Luis Fernando Suárez está por encima del bien y del mal. Al menos así lo cree él o se lo han hecho saber quienes lo mantienen en el puesto, con o sin motivo de una cláusula de rescisión.
La Selección juega mal, o no juega a nada -sería más correcto decir- porque el futbol tico arrastra y cultiva males anteriores a su llegada. Esa parece ser su posición, a la hora de responder a las críticas que lo ponen en el centro de la tormenta, de la que una y otra vez insiste en salirse.
“Si Costa Rica no se despabila, se va a quedar rezagada”. “No creo que la solución sea simplemente despedir al entrenador. Costa Rica merece más”, son algunas de sus últimas respuestas para intentar sacudirse de la responsabilidad por los resultados catastróficos.
Tiene razón el señor. El futbol local es paupérrimo, en el que los dirigentes bufonean porque aciertan al quitar a dos técnicos en tres meses para, con el tercero, ganar un título hijo de la suerte y de la mediocridad de los demás.
Se juega en cámara lenta, con señores de cuatro décadas como quijotes con tacos para intentar derribar los gigantescos rivales psicológicos que les alejan de los títulos. Los jóvenes, entre tanto, peregrinan de un equipo a otro, esperando volverse viejos para, ahora sí, asumir roles de figuras maduras y ganadores. La juventud, aquí, es enemigo de los técnicos y dirigentes.
La lista es interminable. Los legionarios cada vez son menos, se mueven entre la banca y la grada de equipos sin cartel, y los aspirantes caseros a subirse al avión del futbol se quedan en el hangar, esperando el telegrama, mientras el mundo vuelve sus ojos a las ligas en donde se corre y la dinámica impone las condiciones.
Antes de la llegada del colombiano no había goleadores para la Sele, como ocurre aún hoy.

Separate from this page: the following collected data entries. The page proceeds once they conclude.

//! Model client: one `ModelProvider` trait with a chat-completions adapter
//! (Hugging Face router, Groq, xAI Grok, OpenAI) and a Gemini adapter, plus the
//! candidate-model walk shared by the report client and the analyzer.

pub mod chat;
pub mod gemini;
pub mod parse;

use std::future::Future;
use std::pin::Pin;
use std::str::FromStr;
use std::sync::Arc;
use std::time::Duration;

use serde::{Deserialize, Serialize};
use thiserror::Error;

use crate::settings::AiSettings;

pub type BoxFuture<'a, T> = Pin<Box<dyn Future<Output = T> + Send + 'a>>;

/// A single prompt as sent to a provider.
#[derive(Debug, Clone, PartialEq)]
pub struct Prompt {
    pub system: Option<String>,
    pub user: String,
    pub temperature: f32,
    pub max_tokens: Option<u32>,
}

/// Sends one prompt to one model and returns the raw model text.
pub trait ModelProvider: Send + Sync {
    fn name(&self) -> &str;

    fn send<'a>(&'a self, model: &'a str, prompt: &'a Prompt)
        -> BoxFuture<'a, Result<String, LlmError>>;
}

#[derive(Debug, Clone, PartialEq, Eq, Error)]
pub enum LlmError {
    #[error("{0}")]
    Config(String),

    #[error("network error: {0}")]
    Network(String),

    #[error("provider returned {status}: {message}")]
    Http { status: u16, message: String },

    /// A 2xx response whose body is an error payload.
    #[error("provider rejected the request: {0}")]
    Rejected(String),

    #[error("unparseable model output: {0}")]
    Unparseable(String),
}

impl LlmError {
    /// Whether the next candidate model should be tried.
    pub fn is_retryable(&self) -> bool {
        match self {
            Self::Network(_) => true,
            Self::Http { status, message } => {
                *status >= 500 || *status == 404 || is_model_not_found(message)
            }
            _ => false,
        }
    }

    /// Whether the provider produced an HTTP response at all.
    pub fn reached_provider(&self) -> bool {
        matches!(
            self,
            Self::Http { .. } | Self::Rejected(_) | Self::Unparseable(_)
        )
    }
}

pub fn is_model_not_found(message: &str) -> bool {
    let normalized = message.to_lowercase();
    normalized.contains("model not found") || normalized.contains("unknown model")
}

#[derive(Debug, Clone, Copy, PartialEq, Eq, Serialize, Deserialize)]
#[serde(rename_all = "lowercase")]
pub enum ProviderKind {
    HuggingFace,
    Groq,
    Grok,
    OpenAi,
    Gemini,
}

impl ProviderKind {
    pub fn as_str(&self) -> &'static str {
        match self {
            Self::HuggingFace => "huggingface",
            Self::Groq => "groq",
            Self::Grok => "grok",
            Self::OpenAi => "openai",
            Self::Gemini => "gemini",
        }
    }

    /// Display name used in user-facing notes.
    pub fn label(&self) -> &'static str {
        match self {
            Self::HuggingFace => "Hugging Face",
            Self::Groq => "Groq",
            Self::Grok => "Grok",
            Self::OpenAi => "OpenAI",
            Self::Gemini => "Gemini",
        }
    }

    pub fn default_endpoint(&self) -> &'static str {
        match self {
            Self::HuggingFace => "https://router.huggingface.co/v1/chat/completions",
            Self::Groq => "https://api.groq.com/openai/v1/chat/completions",
            Self::Grok => "https://api.x.ai/v1/chat/completions",
            Self::OpenAi => "https://api.openai.com/v1/chat/completions",
            Self::Gemini => "https://generativelanguage.googleapis.com/v1beta",
        }
    }

    pub fn default_models(&self) -> &'static [&'static str] {
        match self {
            Self::HuggingFace => &[
                "Qwen/Qwen2.5-72B-Instruct",
                "mistralai/Mixtral-8x7B-Instruct-v0.1",
            ],
            Self::Groq => &["llama-3.1-8b-instant"],
            Self::Grok => &["grok-2-latest"],
            Self::OpenAi => &["gpt-4o-mini"],
            Self::Gemini => &["gemini-2.0-flash"],
        }
    }

    /// Vendor-specific key variable consulted when `AI_API_KEY` is unset.
    pub fn key_env_var(&self) -> &'static str {
        match self {
            Self::HuggingFace => "HF_API_KEY",
            Self::Groq => "GROQ_API_KEY",
            Self::Grok => "XAI_API_KEY",
            Self::OpenAi => "OPENAI_API_KEY",
            Self::Gemini => "GEMINI_API_KEY",
        }
    }

    pub fn model_env_var(&self) -> &'static str {
        match self {
            Self::HuggingFace => "HF_MODEL",
            Self::Groq => "GROQ_MODEL",
            Self::Grok => "XAI_MODEL",
            Self::OpenAi => "OPENAI_MODEL",
            Self::Gemini => "GEMINI_MODEL",
        }
    }
}

impl FromStr for ProviderKind {
    type Err = String;

    fn from_str(s: &str) -> Result<Self, Self::Err> {
        match s.trim().to_ascii_lowercase().as_str() {
            "huggingface" | "hugging_face" | "hf" => Ok(Self::HuggingFace),
            "groq" => Ok(Self::Groq),
            "grok" | "xai" | "x.ai" => Ok(Self::Grok),
            "openai" => Ok(Self::OpenAi),
            "gemini" | "google" => Ok(Self::Gemini),
            other => Err(format!("unknown AI provider: {}", other)),
        }
    }
}

/// Successful answer from one candidate.
#[derive(Debug, Clone, PartialEq)]
pub struct Completion {
    pub model: String,
    pub text: String,
}

/// Every candidate failed (or none was tried).
#[derive(Debug, Clone, Error)]
#[error("{error}")]
pub struct CandidateFailure {
    pub error: LlmError,
    pub reached_provider: bool,
}

pub struct LlmClient {
    provider: Arc<dyn ModelProvider>,
    candidates: Vec<String>,
}

impl LlmClient {
    pub fn new(provider: Arc<dyn ModelProvider>, candidates: Vec<String>) -> Self {
        Self { provider, candidates }
    }

    /// Build the configured provider. Fails with a `Config` error carrying a
    /// remediation hint when no key or no model is available.
    pub fn from_settings(ai: &AiSettings) -> Result<Self, LlmError> {
        let api_key = ai.api_key().ok_or_else(|| {
            LlmError::Config(format!(
                "Missing API key for {}. Set AI_API_KEY or {} in the environment or .env file.",
                ai.provider.label(),
                ai.provider.key_env_var()
            ))
        })?;

        let candidates = ai.candidate_models();
        if candidates.is_empty() {
            return Err(LlmError::Config(
                "No AI model configured. Set AI_MODEL or AI_MODEL_FALLBACKS.".to_string(),
            ));
        }

        let client = reqwest::Client::builder()
            .connect_timeout(Duration::from_secs(ai.connect_timeout_secs))
            .timeout(Duration::from_secs(ai.timeout_secs))
            .build()
            .map_err(|e| LlmError::Config(format!("Failed to build HTTP client: {}", e)))?;

        let endpoint = ai.endpoint();
        let provider: Arc<dyn ModelProvider> = match ai.provider {
            ProviderKind::Gemini => Arc::new(gemini::GeminiProvider::new(
                client,
                endpoint,
                api_key.to_string(),
            )),
            kind => Arc::new(chat::ChatCompletions::new(
                client,
                endpoint,
                api_key.to_string(),
                kind.label(),
            )),
        };

        Ok(Self::new(provider, candidates))
    }

    pub fn provider_name(&self) -> &str {
        self.provider.name()
    }

    pub fn candidates(&self) -> &[String] {
        &self.candidates
    }

    /// Try each candidate model in order. Network errors, 5xx and
    /// "model not found" move on to the next candidate; anything else stops.
    pub async fn complete(&self, prompt: &Prompt) -> Result<Completion, CandidateFailure> {
        let mut last_error = LlmError::Config("No candidate models configured.".to_string());
        let mut reached_provider = false;

        for model in &self.candidates {
            match self.provider.send(model, prompt).await {
                Ok(text) => {
                    log::debug!("{} answered with model {}", self.provider.name(), model);
                    return Ok(Completion {
                        model: model.clone(),
                        text,
                    });
                }
                Err(e) => {
                    log::warn!("{} model {} failed: {}", self.provider.name(), model, e);
                    reached_provider |= e.reached_provider();
                    let retry = e.is_retryable();
                    last_error = e;
                    if !retry {
                        break;
                    }
                }
            }
        }

        Err(CandidateFailure {
            error: last_error,
            reached_provider,
        })
    }
}

/// Ordered, de-duplicated candidate list: primary, configured fallbacks, then
/// provider defaults. Blank and placeholder names are dropped.
pub fn candidate_models(
    primary: Option<&str>,
    fallbacks: &[String],
    defaults: &[&str],
) -> Vec<String> {
    let mut models: Vec<String> = Vec::new();
    let all = primary
        .into_iter()
        .chain(fallbacks.iter().map(String::as_str))
        .chain(defaults.iter().copied());

    for name in all {
        let name = name.trim();
        if name.is_empty() || crate::settings::is_placeholder(name) {
            continue;
        }
        if !models.iter().any(|m| m == name) {
            models.push(name.to_string());
        }
    }
    models
}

Los héroes de Brasil ya estaban envejeciendo, sin relevos que al menos incomodaran su inclusión en el once del entrenador. Previo a su arribo, el futbol y el equipo nacional ya iban en picada.
Pero nada de esto salva a Suárez. Por más cierto que sea. Porque no lo trajeron para diagnosticar al enfermo, sino para intentar curarlo. Muchas veces los médicos fallan en ese objetivo, pero es que contra la muerte no se puede, cuando llega fría y determinada.
Sus recetas parecen más un mejunje, una pócima de curandero, un elixir para despertar las emociones de sus jugadores. Alguna de ellas funcionó como reactivo del camerino, encendió la chispa del “sí se puede”, del “hasta el último minuto”, y generó una comunión grupal que pudo vencer increíblemente a los rivales de la eliminatoria, pero, sobre todo, a las propias y enormes limitaciones del equipo.
Se acabó la panacea, la suerte y los milagros. Tocó entonces sacar el librillo del técnico para corregir la falta de gol, la ausencia de dinámica, la salida tortuosa desde el fondo, la lenta recuperación, y un tratado de males que matan a la Selección. Y entonces, como en los memes de expectativa y realidad, sin máscara, el señor Suárez nos enseña a un “matasanos” y no al doctor en futbol que necesitamos para salvar a la Sele.